//! Request parameter validation against the taxonomy.

use crate::error::{ApiError, ApiResult};
use crate::state::AppState;
use courier_core::{DimensionKind, Version, is_valid_app_name, is_valid_version_input};
use courier_metadata::repos::DimensionRepo;
use serde::Deserialize;

/// Raw fields of the JSON `data` part of an upload/update request.
#[derive(Debug, Default, Deserialize)]
pub struct UploadData {
    pub id: Option<String>,
    pub app_name: Option<String>,
    pub version: Option<String>,
    pub channel: Option<String>,
    pub platform: Option<String>,
    pub arch: Option<String>,
    pub publish: Option<bool>,
    pub critical: Option<bool>,
    pub changelog: Option<String>,
}

/// Normalized upload parameters consumed by the coordinator and resolver.
///
/// Dimension fields are the empty string when the dimension has no records
/// and was therefore optional.
#[derive(Debug, Clone)]
pub struct UploadParams {
    pub app_name: String,
    pub version: Version,
    pub channel: String,
    pub platform: String,
    pub arch: String,
    pub publish: bool,
    pub critical: bool,
    pub changelog: String,
}

/// Validate the app name: present and alphanumeric.
fn validate_app_name(app_name: Option<&str>) -> ApiResult<String> {
    let app_name = match app_name {
        Some(name) if !name.is_empty() => name,
        _ => return Err(ApiError::BadRequest("app_name is required".to_string())),
    };
    if !is_valid_app_name(app_name) {
        return Err(ApiError::BadRequest(
            "app_name contains invalid characters".to_string(),
        ));
    }
    Ok(app_name.to_string())
}

/// Validate the version string: surface grammar first, then the
/// four-component numeric form.
fn validate_version(version: Option<&str>) -> ApiResult<Version> {
    let version = match version {
        Some(version) if !version.is_empty() => version,
        _ => return Err(ApiError::BadRequest("version is required".to_string())),
    };
    if !is_valid_version_input(version) {
        return Err(ApiError::BadRequest(
            "version contains invalid characters".to_string(),
        ));
    }
    Ok(Version::parse(version)?)
}

/// Resolve one gated dimension value.
///
/// A dimension with zero records is optional (legacy compatibility) and
/// resolves to the empty string. Once any record exists the parameter is
/// mandatory, and a named value must exist in the taxonomy.
async fn resolve_dimension(
    state: &AppState,
    kind: DimensionKind,
    value: Option<&str>,
) -> ApiResult<String> {
    match value {
        Some(value) if !value.is_empty() => {
            if state
                .metadata
                .get_dimension_by_name(kind, value)
                .await?
                .is_none()
            {
                return Err(ApiError::BadRequest(format!(
                    "{kind} with this name does not exist"
                )));
            }
            Ok(value.to_string())
        }
        _ => {
            if state.metadata.count_dimensions(kind).await? > 0 {
                return Err(ApiError::BadRequest(format!(
                    "you have a created {kind}s, setting {kind} is required"
                )));
            }
            Ok(String::new())
        }
    }
}

/// Validate upload parameters: app existence, version grammar, and
/// dimension gating.
pub async fn validate_upload(state: &AppState, data: &UploadData) -> ApiResult<UploadParams> {
    let app_name = validate_app_name(data.app_name.as_deref())?;
    if state
        .metadata
        .get_dimension_by_name(DimensionKind::App, &app_name)
        .await?
        .is_none()
    {
        return Err(ApiError::BadRequest(
            "app with this name does not exist".to_string(),
        ));
    }

    let version = validate_version(data.version.as_deref())?;
    let channel = resolve_dimension(state, DimensionKind::Channel, data.channel.as_deref()).await?;
    let platform =
        resolve_dimension(state, DimensionKind::Platform, data.platform.as_deref()).await?;
    let arch = resolve_dimension(state, DimensionKind::Arch, data.arch.as_deref()).await?;

    Ok(UploadParams {
        app_name,
        version,
        channel,
        platform,
        arch,
        publish: data.publish.unwrap_or(false),
        critical: data.critical.unwrap_or(false),
        changelog: data.changelog.clone().unwrap_or_default(),
    })
}

/// Query parameters shared by the resolver endpoints.
#[derive(Debug, Deserialize)]
pub struct ResolverQuery {
    pub app_name: Option<String>,
    pub version: Option<String>,
    pub channel: Option<String>,
    pub platform: Option<String>,
    pub arch: Option<String>,
}

/// Validated resolver inputs. `version` is present for check queries only.
#[derive(Debug, Clone)]
pub struct QueryParams {
    pub app_name: String,
    pub version: Option<Version>,
    pub raw_version: Option<String>,
    pub channel: String,
    pub platform: String,
    pub arch: String,
}

/// Validate resolver query parameters. Unlike uploads, an unknown app is
/// not rejected here; it simply resolves to an empty candidate set.
pub async fn validate_query(
    state: &AppState,
    query: &ResolverQuery,
    version_required: bool,
) -> ApiResult<QueryParams> {
    let app_name = validate_app_name(query.app_name.as_deref())?;

    let (version, raw_version) = if version_required {
        let version = validate_version(query.version.as_deref())?;
        (Some(version), query.version.clone())
    } else {
        (None, None)
    };

    let channel =
        resolve_dimension(state, DimensionKind::Channel, query.channel.as_deref()).await?;
    let platform =
        resolve_dimension(state, DimensionKind::Platform, query.platform.as_deref()).await?;
    let arch = resolve_dimension(state, DimensionKind::Arch, query.arch.as_deref()).await?;

    Ok(QueryParams {
        app_name,
        version,
        raw_version,
        channel,
        platform,
        arch,
    })
}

_What you need to do_
Exactly as written, output all of the entries.

_Your response_
//! Request parameter validation against the taxonomy.

use crate::error::{ApiError, ApiResult};
use crate::state::AppState;
use courier_core::{DimensionKind, Version, is_valid_app_name, is_valid_version_input};
use courier_metadata::repos::DimensionRepo;
use serde::Deserialize;

/// Raw fields of the JSON `data` part of an upload/update request.
#[derive(Debug, Default, Deserialize)]
pub struct UploadData {
    pub id: Option<String>,
    pub app_name: Option<String>,
    pub version: Option<String>,
    pub channel: Option<String>,
    pub platform: Option<String>,
    pub arch: Option<String>,
    pub publish: Option<bool>,
    pub critical: Option<bool>,
    pub changelog: Option<String>,
}

/// Normalized upload parameters consumed by the coordinator and resolver.
///
/// Dimension fields are the empty string when the dimension has no records
/// and was therefore optional.
#[derive(Debug, Clone)]
pub struct UploadParams {
    pub app_name: String,
    pub version: Version,
    pub channel: String,
    pub platform: String,
    pub arch: String,
    pub publish: bool,
    pub critical: bool,
    pub changelog: String,
}

/// Validate the app name: present and alphanumeric.
fn validate_app_name(app_name: Option<&str>) -> ApiResult<String> {
    let app_name = match app_name {
        Some(name) if !name.is_empty() => name,
        _ => return Err(ApiError::BadRequest("app_name is required".to_string())),
    };
    if !is_valid_app_name(app_name) {
        return Err(ApiError::BadRequest(
            "app_name contains invalid characters".to_string(),
        ));
    }
    Ok(app_name.to_string())
}

/// Validate the version string: surface grammar first, then the
/// four-component numeric form.
fn validate_version(version: Option<&str>) -> ApiResult<Version> {
    let version = match version {
        Some(version) if !version.is_empty() => version,
        _ => return Err(ApiError::BadRequest("version is required".to_string())),
    };
    if !is_valid_version_input(version) {
        return Err(ApiError::BadRequest(
            "version contains invalid characters".to_string(),
        ));
    }
    Ok(Version::parse(version)?)
}

/// Resolve one gated dimension value.
///
/// A dimension with zero records is optional (legacy compatibility) and
/// resolves to the empty string. Once any record exists the parameter is
/// mandatory, and a named value must exist in the taxonomy.
async fn resolve_dimension(
    state: &AppState,
    kind: DimensionKind,
    value: Option<&str>,
) -> ApiResult<String> {
    match value {
        Some(value) if !value.is_empty() => {
            if state
                .metadata
                .get_dimension_by_name(kind, value)
                .await?
                .is_none()
            {
                return Err(ApiError::BadRequest(format!(
                    "{kind} with this name does not exist"
                )));
            }
            Ok(value.to_string())
        }
        _ => {
            if state.metadata.count_dimensions(kind).await? > 0 {
                return Err(ApiError::BadRequest(format!(
                    "you have a created {kind}s, setting {kind} is required"
                )));
            }
            Ok(String::new())
        }
    }
}

/// Validate upload parameters: app existence, version grammar, and
/// dimension gating.
pub async fn validate_upload(state: &AppState, data: &UploadData) -> ApiResult<UploadParams> {
    let app_name = validate_app_name(data.app_name.as_deref())?;
    if state
        .metadata
        .get_dimension_by_name(DimensionKind::App, &app_name)
        .await?
        .is_none()
    {
        return Err(ApiError::BadRequest(
            "app with this name does not exist".to_string(),
        ));
    }

    let version = validate_version(data.version.as_deref())?;
    let channel = resolve_dimension(state, DimensionKind::Channel, data.channel.as_deref()).await?;
    let platform =
        resolve_dimension(state, DimensionKind::Platform, data.platform.as_deref()).await?;
    let arch = resolve_dimension(state, DimensionKind::Arch, data.arch.as_deref()).await?;

    Ok(UploadParams {
        app_name,
        version,
        channel,
        platform,
        arch,
        publish: data.publish.unwrap_or(false),
        critical: data.critical.unwrap_or(false),
        changelog: data.changelog.clone().unwrap_or_default(),
    })
}

/// Query parameters shared by the resolver endpoints.
#[derive(Debug, Deserialize)]
pub struct ResolverQuery {
    pub app_name: Option<String>,
    pub version: Option<String>,
    pub channel: Option<String>,
    pub platform: Option<String>,
    pub arch: Option<String>,
}

/// Validated resolver inputs. `version` is present for check queries only.
#[derive(Debug, Clone)]
pub struct QueryParams {
    pub app_name: String,
    pub version: Option<Version>,
    pub raw_version: Option<String>,
    pub channel: String,
    pub platform: String,
    pub arch: String,
}

/// Validate resolver query parameters. Unlike uploads, an unknown app is
/// not rejected here; it simply resolves to an empty candidate set.
pub async fn validate_query(
    state: &AppState,
    query: &ResolverQuery,
    version_required: bool,
) -> ApiResult<QueryParams> {
    let app_name = validate_app_name(query.app_name.as_deref())?;

    let (version, raw_version) = if version_required {
        let version = validate_version(query.version.as_deref())?;
        (Some(version), query.version.clone())
    } else {
        (None, None)
    };

    let channel =
        resolve_dimension(state, DimensionKind::Channel, query.channel.as_deref()).await?;
    let platform =
        resolve_dimension(state, DimensionKind::Platform, query.platform.as_deref()).await?;
    let arch = resolve_dimension(state, DimensionKind::Arch, query.arch.as_deref()).await?;

    Ok(QueryParams {
        app_name,
        version,
        raw_version,
        channel,
        platform,
        arch,
    })
}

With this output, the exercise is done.